[Start of Attachment]
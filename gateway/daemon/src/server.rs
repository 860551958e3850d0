//! HTTP Server Implementation
//!
//! Serves the chat API and the embeddable web widget:
//!
//! ```text
//!  browser widget ──┐
//!  curl / backend ──┼──► axum Router ──► ChatService ──► AgentClient
//!                   │        │
//!                   │        └──► sessions (DashMap<session id, ChatSession>)
//! ```
//!
//! # Routes
//!
//! - `POST /chat`: `{prompt, session_id?, end_session?}` -> `{session_id, response, metadata}`
//! - `GET /health`: liveness check
//! - `GET /debug-env`: agent coordinates, only when enabled in config
//! - `GET /widget.js`: embeddable chat widget
//! - `GET /sessions/:id`, `DELETE /sessions/:id`: turn history of a session
//! - `GET /static/*`: files from the configured static directory
//!
//! Errors are returned as `{"detail": "<message>"}`. Agent and decode
//! failures are reported with a generic message; details go to the log.
//!
//! # Caller Identity
//!
//! Rate limiting keys on the peer address. `X-Forwarded-For` is only honoured
//! when `server.trust_forwarded_for` is set, since any caller can write it.
//!
//! # Maintenance
//!
//! A background task runs once per rate-limit window. It drops expired
//! limiter windows and evicts sessions idle for `server.session_idle_secs`.

use std::net::SocketAddr;
use std::sync::Arc;
use std::time::{Duration, Instant};

use anyhow::{Context, Result};
use axum::extract::rejection::JsonRejection;
use axum::extract::{ConnectInfo, Path, State};
use axum::http::{header, HeaderMap, HeaderValue, StatusCode};
use axum::response::{Html, IntoResponse, Response};
use axum::routing::{get, post};
use axum::{Json, Router};
use dashmap::DashMap;
use serde::{Deserialize, Serialize};
use serde_json::json;
use tower_http::services::ServeDir;
use tokio::task::JoinHandle;
use tokio::time::MissedTickBehavior;
use tower_http::trace::TraceLayer;
use tracing::{debug, error, info, warn};

use gateway_core::request_log::{JsonLinesRequestLog, RequestLog, TracingRequestLog};
use gateway_core::session::now_ms;
use gateway_core::{
    AgentClient, AgentConfig, ChatError, ChatRequest, ChatService, ChatSession, ChatTurn,
    CitationRecord, GatewayConfig, RateLimitError, ServerConfig, SessionId, SessionState,
};

/// Widget markup served at `/widget.js`
const WIDGET: &str = include_str!("../assets/widget.html");

/// Detail returned for agent and decode failures
const GENERIC_FAILURE: &str = "Failed to process the request";

// =============================================================================
// State
// =============================================================================

/// State shared by all handlers
pub struct AppState {
    /// The chat pipeline
    pub service: ChatService,
    /// Turn history per session
    pub sessions: DashMap<String, ChatSession>,
    /// Agent coordinates reported by `/debug-env`
    pub agent: AgentConfig,
    /// Whether `X-Forwarded-For` identifies the caller
    pub trust_forwarded_for: bool,
    /// Idle time after which a session is evicted
    pub session_idle: Duration,
}

impl AppState {
    /// Create state with an empty session table
    pub fn new(service: ChatService, agent: AgentConfig, server: &ServerConfig) -> Self {
        Self {
            service,
            sessions: DashMap::new(),
            agent,
            trust_forwarded_for: server.trust_forwarded_for,
            session_idle: Duration::from_secs(server.session_idle_secs),
        }
    }

    /// Caller identity for rate limiting and logs
    fn client(&self, headers: &HeaderMap, peer: Option<SocketAddr>) -> Option<String> {
        client_identity(headers, peer, self.trust_forwarded_for)
    }

    /// Drop expired limiter windows and idle sessions
    ///
    /// Returns the number of sessions evicted.
    pub fn sweep(&self, now: Instant, now_ms: u64) -> usize {
        self.service.limiter().purge_expired(now);

        let before = self.sessions.len();
        self.sessions
            .retain(|_, session| !session.is_idle(now_ms, self.session_idle));
        let evicted = before.saturating_sub(self.sessions.len());

        if evicted > 0 {
            debug!(
                evicted,
                remaining = self.sessions.len(),
                tracked_clients = self.service.limiter().tracked_clients(),
                "Evicted idle sessions"
            );
        }
        evicted
    }
}

// =============================================================================
// Wire Types
// =============================================================================

/// `POST /chat` body
#[derive(Debug, Deserialize)]
pub struct ChatBody {
    /// The question; missing and blank are both rejected
    #[serde(default)]
    pub prompt: String,
    /// Session to continue
    #[serde(default)]
    pub session_id: Option<String>,
    /// Close the session after answering
    #[serde(default)]
    pub end_session: bool,
}

/// `POST /chat` reply
#[derive(Debug, Serialize, Deserialize)]
pub struct ChatResponse {
    /// Session the answer belongs to
    pub session_id: String,
    /// Cleaned answer text
    pub response: String,
    /// Citations the agent used
    pub metadata: Vec<CitationRecord>,
}

/// `GET /sessions/:id` reply
#[derive(Debug, Serialize, Deserialize)]
pub struct SessionView {
    /// Session identifier
    pub session_id: String,
    /// Whether the session is still active
    pub state: SessionState,
    /// Turns, newest first
    pub turns: Vec<ChatTurn>,
}

// =============================================================================
// Errors
// =============================================================================

/// Error rendered as `{"detail": ...}`
#[derive(Debug)]
pub struct ApiError {
    status: StatusCode,
    detail: String,
    retry_after_secs: Option<u64>,
}

impl ApiError {
    fn new(status: StatusCode, detail: impl Into<String>) -> Self {
        Self {
            status,
            detail: detail.into(),
            retry_after_secs: None,
        }
    }
}

impl From<ChatError> for ApiError {
    fn from(err: ChatError) -> Self {
        let status =
            StatusCode::from_u16(err.status_code()).unwrap_or(StatusCode::INTERNAL_SERVER_ERROR);
        let retry_after_secs = match &err {
            ChatError::RateLimited(RateLimitError::RateLimitExceeded {
                retry_after_secs, ..
            }) => Some(*retry_after_secs),
            _ => None,
        };
        let detail = if err.is_client_error() {
            err.to_string()
        } else {
            GENERIC_FAILURE.to_string()
        };

        Self {
            status,
            detail,
            retry_after_secs,
        }
    }
}

impl IntoResponse for ApiError {
    fn into_response(self) -> Response {
        let mut response = (self.status, Json(json!({ "detail": self.detail }))).into_response();
        if let Some(secs) = self.retry_after_secs {
            response
                .headers_mut()
                .insert(header::RETRY_AFTER, HeaderValue::from(secs));
        }
        response
    }
}

// =============================================================================
// Router
// =============================================================================

/// Build the router for `state`
pub fn router(state: Arc<AppState>, server: &ServerConfig) -> Router {
    let mut router = Router::new()
        .route("/chat", post(chat))
        .route("/health", get(health))
        .route("/widget.js", get(widget))
        .route("/sessions/:id", get(session_history).delete(end_session));

    if server.debug_env {
        warn!("/debug-env is enabled");
        router = router.route("/debug-env", get(debug_env));
    }

    if let Some(ref dir) = server.static_dir {
        info!(path = %dir.display(), "Serving static files under /static");
        router = router.nest_service("/static", ServeDir::new(dir));
    }

    router.layer(TraceLayer::new_for_http()).with_state(state)
}

/// Caller identity: the peer address, or the first `X-Forwarded-For` entry
/// when the header is trusted
fn client_identity(
    headers: &HeaderMap,
    peer: Option<SocketAddr>,
    trust_forwarded_for: bool,
) -> Option<String> {
    let forwarded = || {
        headers
            .get("x-forwarded-for")
            .and_then(|value| value.to_str().ok())
            .and_then(|value| value.split(',').next())
            .map(str::trim)
            .filter(|value| !value.is_empty())
            .map(str::to_string)
    };

    trust_forwarded_for
        .then(forwarded)
        .flatten()
        .or_else(|| peer.map(|addr| addr.ip().to_string()))
}

// =============================================================================
// Handlers
// =============================================================================

async fn chat(
    State(state): State<Arc<AppState>>,
    connect: Option<ConnectInfo<SocketAddr>>,
    headers: HeaderMap,
    payload: Result<Json<ChatBody>, JsonRejection>,
) -> Result<Json<ChatResponse>, ApiError> {
    let Json(body) = payload.map_err(|rejection| {
        ApiError::new(StatusCode::BAD_REQUEST, rejection.body_text())
    })?;

    let client = state.client(&headers, connect.map(|ConnectInfo(addr)| addr));
    let question = body.prompt.trim().to_string();
    let end = body.end_session;

    let mut request = ChatRequest::new(body.prompt).with_end_session(end);
    if let Some(id) = body.session_id {
        request = request.with_session_id(id);
    }
    if let Some(client) = client {
        request = request.with_client(client);
    }

    let reply = state.service.ask(request).await?;

    {
        let mut session = state
            .sessions
            .entry(reply.session_id.clone())
            .or_insert_with(|| ChatSession::with_id(SessionId::from(reply.session_id.as_str())));
        if let Err(e) = session.record_turn(question, reply.answer.as_str(), reply.trace.as_str()) {
            warn!(session_id = %reply.session_id, error = %e, "Turn not recorded");
        }
    }
    if end {
        if let Some((_, mut session)) = state.sessions.remove(&reply.session_id) {
            session.end();
        }
    }

    Ok(Json(ChatResponse {
        session_id: reply.session_id,
        response: reply.answer,
        metadata: reply.citations,
    }))
}

async fn health(
    State(state): State<Arc<AppState>>,
    connect: Option<ConnectInfo<SocketAddr>>,
    headers: HeaderMap,
) -> Json<serde_json::Value> {
    let client = state.client(&headers, connect.map(|ConnectInfo(addr)| addr));
    state.service.record_health_check(client.as_deref());
    Json(json!({ "status": "ok" }))
}

async fn debug_env(State(state): State<Arc<AppState>>) -> Json<serde_json::Value> {
    Json(json!({
        "AWS_REGION": state.agent.region,
        "AGENT_ID": state.agent.agent_id,
        "AGENT_ALIAS_ID": state.agent.agent_alias_id,
    }))
}

async fn widget() -> Html<&'static str> {
    Html(WIDGET)
}

async fn session_history(
    State(state): State<Arc<AppState>>,
    Path(id): Path<String>,
) -> Result<Json<SessionView>, ApiError> {
    let session = state
        .sessions
        .get(&id)
        .ok_or_else(|| ApiError::new(StatusCode::NOT_FOUND, "Session not found"))?;

    Ok(Json(SessionView {
        session_id: session.id().to_string(),
        state: session.state(),
        turns: session.newest_first().cloned().collect(),
    }))
}

async fn end_session(
    State(state): State<Arc<AppState>>,
    Path(id): Path<String>,
) -> Result<StatusCode, ApiError> {
    let (_, mut session) = state
        .sessions
        .remove(&id)
        .ok_or_else(|| ApiError::new(StatusCode::NOT_FOUND, "Session not found"))?;
    session.end();
    info!(session_id = %id, "Session ended by client");
    Ok(StatusCode::NO_CONTENT)
}

// =============================================================================
// Serving
// =============================================================================

/// Run [`AppState::sweep`] every `period` until aborted
fn spawn_maintenance(state: Arc<AppState>, period: Duration) -> JoinHandle<()> {
    tokio::spawn(async move {
        let mut ticker = tokio::time::interval(period);
        ticker.set_missed_tick_behavior(MissedTickBehavior::Delay);
        loop {
            ticker.tick().await;
            state.sweep(Instant::now(), now_ms());
        }
    })
}

/// Run the HTTP server until SIGINT or SIGTERM
pub async fn serve(config: GatewayConfig, client: Arc<dyn AgentClient>) -> Result<()> {
    let json_log = match config.server.request_log {
        Some(ref path) => Some(Arc::new(
            JsonLinesRequestLog::open(path)
                .await
                .with_context(|| format!("Failed to open request log: {}", path.display()))?,
        )),
        None => None,
    };
    let log: Arc<dyn RequestLog> = match json_log {
        Some(ref log) => log.clone(),
        None => Arc::new(TracingRequestLog),
    };

    let service = ChatService::from_config(&config, client, log);
    let state = Arc::new(AppState::new(service, config.agent.clone(), &config.server));
    let app = router(state.clone(), &config.server);
    let maintenance = spawn_maintenance(
        state.clone(),
        Duration::from_secs(config.rate_limit.window_secs.max(1)),
    );

    let listener = tokio::net::TcpListener::bind(&config.server.bind)
        .await
        .with_context(|| format!("Failed to bind {}", config.server.bind))?;
    info!(
        address = %config.server.bind,
        agent = state.service.client_name(),
        rate_limit = config.rate_limit.enabled,
        trust_forwarded_for = config.server.trust_forwarded_for,
        "HTTP server listening"
    );

    let result = axum::serve(
        listener,
        app.into_make_service_with_connect_info::<SocketAddr>(),
    )
    .with_graceful_shutdown(shutdown_signal())
    .await
    .context("HTTP server failed");

    maintenance.abort();
    let _ = maintenance.await;
    drop(state);
    if let Some(log) = json_log {
        match Arc::try_unwrap(log) {
            Ok(log) => log.shutdown().await,
            Err(_) => warn!("Request log still in use, pending entries may be lost"),
        }
    }

    result
}

async fn shutdown_signal() {
    let ctrl_c = async {
        if let Err(e) = tokio::signal::ctrl_c().await {
            error!(error = %e, "Failed to listen for SIGINT");
            std::future::pending::<()>().await;
        }
    };

    #[cfg(unix)]
    let terminate = async {
        use tokio::signal::unix::{signal, SignalKind};
        match signal(SignalKind::terminate()) {
            Ok(mut sigterm) => {
                sigterm.recv().await;
            }
            Err(e) => {
                error!(error = %e, "Failed to install SIGTERM handler");
                std::future::pending::<()>().await;
            }
        }
    };

    #[cfg(not(unix))]
    let terminate = std::future::pending::<()>();

    tokio::select! {
        () = ctrl_c => info!("Received SIGINT, initiating shutdown"),
        () = terminate => info!("Received SIGTERM, initiating shutdown"),
    }
}

// =============================================================================
// Tests
// =============================================================================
[End of Attachment]
● Problem
Please go through the material and return each line where the word "listener" appears.

● Your solution
    let listener = tokio::net::TcpListener::bind(&config.server.bind)
        listener,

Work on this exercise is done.